The European Court of Human Rights ruled Tuesday that Lithuania must pay 30,000 euros in damages to Saudi national Abd Al-Rahim Hussein Al-Nashiri over his unlawful detention at a suspected CIA secret prison in the country two decades ago.
The Strasbourg-based court also ordered Lithuania to pay 10,000 euros to cover the applicant’s legal costs.
The court found that Al-Nashiri was held for more than five months at a classified CIA facility in Lithuania and that Lithuanian authorities enabled his transfer out of the country despite the risk that he would face a flagrant denial of justice and the death penalty in the United States.
According to the ruling, Al-Nashiri was held in complete isolation from the outside world, in solitary confinement and without contact with his family.

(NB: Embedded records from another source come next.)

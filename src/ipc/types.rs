use std::path::PathBuf;
use std::sync::mpsc::Sender;
use std::sync::Arc;

use serde::Deserialize;

use crate::config::Config;
use crate::insight::InsightGateway;
use crate::store::SqliteStore;

#[derive(Debug, Deserialize, Clone)]
pub struct Request {
    pub id: String,
    pub method: String,
    #[serde(default)]
    pub params: serde_json::Value,
}

pub struct AppState {
    pub workspace: Option<PathBuf>,
    pub store: Option<SqliteStore>,
    pub config: Config,
    pub gateway: Arc<dyn InsightGateway>,
    /// Channel to the stdout writer, for replies produced off the main loop.
    pub outbox: Sender<serde_json::Value>,
}

pub enum Reply {
    Ready(serde_json::Value),
    /// The handler sends the response through `AppState::outbox` itself.
    Pending,
}
use crate::ipc::error::HandlerErr;
use crate::ipc::helpers::{get_optional_str, get_required_str, with_store};
use crate::ipc::types::{AppState, Request};
use crate::ledger;
use crate::model::AttendanceStatus;
use crate::roster;
use crate::store::SqliteStore;
use chrono::Utc;
use serde_json::json;
use std::collections::HashMap;

fn parse_marks(
    params: &serde_json::Value,
) -> Result<HashMap<String, AttendanceStatus>, HandlerErr> {
    let Some(raw) = params.get("marks") else {
        return Ok(HashMap::new());
    };
    let Some(obj) = raw.as_object() else {
        return Err(HandlerErr::bad_params(
            "marks must be an object of studentId -> status",
        ));
    };
    let mut out = HashMap::with_capacity(obj.len());
    for (student_id, v) in obj {
        let status = v
            .as_str()
            .and_then(AttendanceStatus::parse)
            .ok_or_else(|| HandlerErr {
                code: "bad_params",
                message: "status must be PRESENT, ABSENT or LATE".to_string(),
                details: Some(json!({ "studentId": student_id, "status": v })),
            })?;
        out.insert(student_id.clone(), status);
    }
    Ok(out)
}

fn attendance_day_open(
    store: &SqliteStore,
    params: &serde_json::Value,
) -> Result<serde_json::Value, HandlerErr> {
    let batch_id = get_required_str(params, "batchId")?;
    let date = get_required_str(params, "date")?;
    ledger::validate_date(&date)?;
    roster::find_batch(store, &batch_id)?;

    let students = roster::list_students(store, &batch_id)?;
    let records = ledger::list_records(store, Some(&batch_id))?;
    let rows: Vec<serde_json::Value> = ledger::day_sheet(students, &records, &date)
        .into_iter()
        .map(|row| {
            json!({
                "studentId": row.student.id,
                "name": row.student.name,
                "photoUrl": row.student.photo_url,
                "status": row.status.map(AttendanceStatus::as_str)
            })
        })
        .collect();
    let marked = rows.iter().any(|r| !r["status"].is_null());

    Ok(json!({
        "batchId": batch_id,
        "date": date,
        "marked": marked,
        "rows": rows
    }))
}

fn attendance_submit(
    store: &SqliteStore,
    params: &serde_json::Value,
) -> Result<serde_json::Value, HandlerErr> {
    let batch_id = get_required_str(params, "batchId")?;
    let date = get_required_str(params, "date")?;
    let marks = parse_marks(params)?;

    let batch = roster::find_batch(store, &batch_id)?;
    let students = roster::list_students(store, &batch_id)?;
    let records = ledger::records_for_day(
        &batch,
        &students,
        &date,
        &marks,
        Utc::now().timestamp_millis(),
    )?;
    let summary = ledger::submit_attendance(store, records)?;
    tracing::info!(
        batch_id = %batch_id,
        date = %date,
        written = summary.written,
        replaced = summary.replaced,
        "attendance submitted"
    );
    Ok(json!({
        "written": summary.written,
        "replaced": summary.replaced
    }))
}

fn attendance_list(
    store: &SqliteStore,
    params: &serde_json::Value,
) -> Result<serde_json::Value, HandlerErr> {
    let batch_id = get_optional_str(params, "batchId")?;
    let records = ledger::list_records(store, batch_id.as_deref())?;
    Ok(json!({ "records": records }))
}

fn handle_attendance_day_open(state: &mut AppState, req: &Request) -> serde_json::Value {
    with_store(state, req, attendance_day_open)
}

fn handle_attendance_submit(state: &mut AppState, req: &Request) -> serde_json::Value {
    with_store(state, req, attendance_submit)
}

fn handle_attendance_list(state: &mut AppState, req: &Request) -> serde_json::Value {
    with_store(state, req, attendance_list)
}

pub fn try_handle(state: &mut AppState, req: &Request) -> Option<serde_json::Value> {
    match req.method.as_str() {
        "attendance.dayOpen" => Some(handle_attendance_day_open(state, req)),
        "attendance.submit" => Some(handle_attendance_submit(state, req)),
        "attendance.list" => Some(handle_attendance_list(state, req)),
        _ => None,
    }
}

The judgment is not yet final and may be referred to the court’s Grand Chamber within three months. Al-Nashiri had sought 100,000 euros in nonpecuniary damages.

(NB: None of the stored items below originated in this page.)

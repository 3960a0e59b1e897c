mod analytics;
mod config;
mod db;
mod error;
mod insight;
mod ipc;
mod ledger;
mod model;
mod risk;
mod roster;
mod store;

use std::io::{self, BufRead, Write};
use std::sync::mpsc;
use std::sync::Arc;
use tracing_subscriber::EnvFilter;

fn init_tracing(filter: &str) {
    let filter = EnvFilter::try_new(filter).unwrap_or_else(|_| EnvFilter::new("attendd=info"));
    // stdout carries the protocol; logs go to stderr.
    let _ = tracing_subscriber::fmt()
        .with_env_filter(filter)
        .with_writer(io::stderr)
        .with_ansi(false)
        .try_init();
}

fn main() {
    let config = config::Config::from_env();
    init_tracing(&config.log_filter);
    for w in &config.warnings {
        tracing::warn!("{}", w);
    }

    let (outbox, replies) = mpsc::channel::<serde_json::Value>();
    let writer = std::thread::spawn(move || {
        let mut stdout = io::stdout();
        for resp in replies {
            let _ = writeln!(
                stdout,
                "{}",
                serde_json::to_string(&resp).unwrap_or_else(|_| "{\"ok\":false}".to_string())
            );
            let _ = stdout.flush();
        }
    });

    let mut state = ipc::AppState {
        workspace: None,
        store: None,
        gateway: Arc::from(insight::gateway_from_config(&config)),
        config,
        outbox: outbox.clone(),
    };
    tracing::info!(
        version = env!("CARGO_PKG_VERSION"),
        namespace = %state.config.namespace,
        "attendd ready"
    );

    let stdin = io::stdin();
    for line in stdin.lock().lines() {
        let line = match line {
            Ok(v) => v,
            Err(_) => break,
        };
        if line.trim().is_empty() {
            continue;
        }

        let req: ipc::Request = match serde_json::from_str(&line) {
            Ok(v) => v,
            Err(e) => {
                // Can't reply without id.
                let _ = outbox.send(serde_json::json!({
                    "ok": false,
                    "error": { "code": "bad_json", "message": e.to_string() }
                }));
                continue;
            }
        };

        if let ipc::Reply::Ready(resp) = ipc::handle_request(&mut state, req) {
            let _ = outbox.send(resp);
        }
    }

    // Pending insight workers hold their own senders; the writer drains
    // until the last one is gone.
    drop(state);
    drop(outbox);
    let _ = writer.join();
}
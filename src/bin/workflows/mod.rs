mod commands;
mod executor;
mod parse;

pub(crate) use commands::run;
pub(crate) use parse::parse_args;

Al-Nashiri was arrested in Dubai in October 2002 and transferred through a network of secret CIA detention facilities. US authorities accuse him of involvement in the 2000 bombing of the USS Cole and other terrorist attacks. He is currently being held at the US military detention facility at Guantanamo Bay, Cuba, where he faces the death penalty.

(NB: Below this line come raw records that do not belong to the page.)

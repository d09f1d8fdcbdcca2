//! Preflight checks for host tools.
//!
//! Validates that the host has the tools a lifecycle step will shell out to,
//! before any bundle is touched.
//!
//! # Example
//!
//! ```rust
//! use bundle_builder::preflight::{check_required_tools, command_exists};
//!
//! if !command_exists("dpkg") {
//!     println!("not a Debian-family host");
//! }
//!
//! let tools = [("sh", "dash"), ("dpkg", "dpkg")];
//! if let Err(e) = check_required_tools(&tools) {
//!     eprintln!("{}", e);
//! }
//! ```

use anyhow::{bail, Result};

use crate::distro::Distribution;

/// Check if a command exists on `PATH`.
pub fn command_exists(cmd: &str) -> bool {
    which::which(cmd).is_ok()
}

/// Tools every lifecycle run needs. Each tuple is (command_name, package_name).
pub const REQUIRED_TOOLS: &[(&str, &str)] = &[("sh", "dash")];

/// Tools needed to query and install system packages on `distro`.
///
/// Unknown distributions contribute nothing.
pub fn distribution_tools(distro: &Distribution) -> Vec<(String, String)> {
    let profile = distro.profile();
    let mut tools: Vec<(String, String)> = Vec::new();
    for cmdline in [profile.verify_cmdline, profile.install_cmdline] {
        let Some(tool) = cmdline.first() else {
            continue;
        };
        if tools.iter().any(|(t, _)| t == tool) {
            continue;
        }
        tools.push((tool.to_string(), tool.to_string()));
    }
    tools
}

/// Check that specific tools are available.
///
/// Returns an error listing every missing tool with the package providing it.
pub fn check_required_tools<S: AsRef<str>>(tools: &[(S, S)]) -> Result<()> {
    let missing: Vec<(&str, &str)> = tools
        .iter()
        .map(|(tool, package)| (tool.as_ref(), package.as_ref()))
        .filter(|(tool, _)| !command_exists(tool))
        .collect();

    if !missing.is_empty() {
        let msg = missing
            .iter()
            .map(|(t, p)| format!("  {} (install: {})", t, p))
            .collect::<Vec<_>>()
            .join("\n");
        bail!("Missing required host tools:\n{}", msg);
    }

    Ok(())
}

/// Check [`REQUIRED_TOOLS`] plus the packaging tools of `distro`.
pub fn check_host_tools(distro: &Distribution) -> Result<()> {
    check_required_tools(REQUIRED_TOOLS)?;
    check_required_tools(&distribution_tools(distro))
}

Considered one of the CIA’s “high-value detainees”, Al-Nashiri was subjected to so-called enhanced interrogation techniques, a euphemism for torturing detainees in order to extract information. The court said he was transferred to Lithuania in October 2005 and remained there until March 25, 2006, when the CIA facility was closed.
Lithuania has never officially acknowledged that a CIA prison operated on its territory. The government has maintained that the facility in Antaviliai, near Vilnius, served as an intelligence support centre rather than a detention site.
The European Court of Human Rights has previously found Lithuania in violation of the European Convention on Human Rights in cases involving the CIA detention of Abu Zubaydah and Mustafa al Hawsawi.
The court relied in part on the 2014 US Senate report on the CIA’s secret detention program. Although the report did not identify locations by name, human rights groups have said the facility referred to as “Site Violet” was located in Lithuania. According to the Senate report, the site operated from early 2005 until 2006, when it was closed after Lithuanian officials refused to allow another detainee, Mustafa al Hawsawi, to be taken to a local hospital.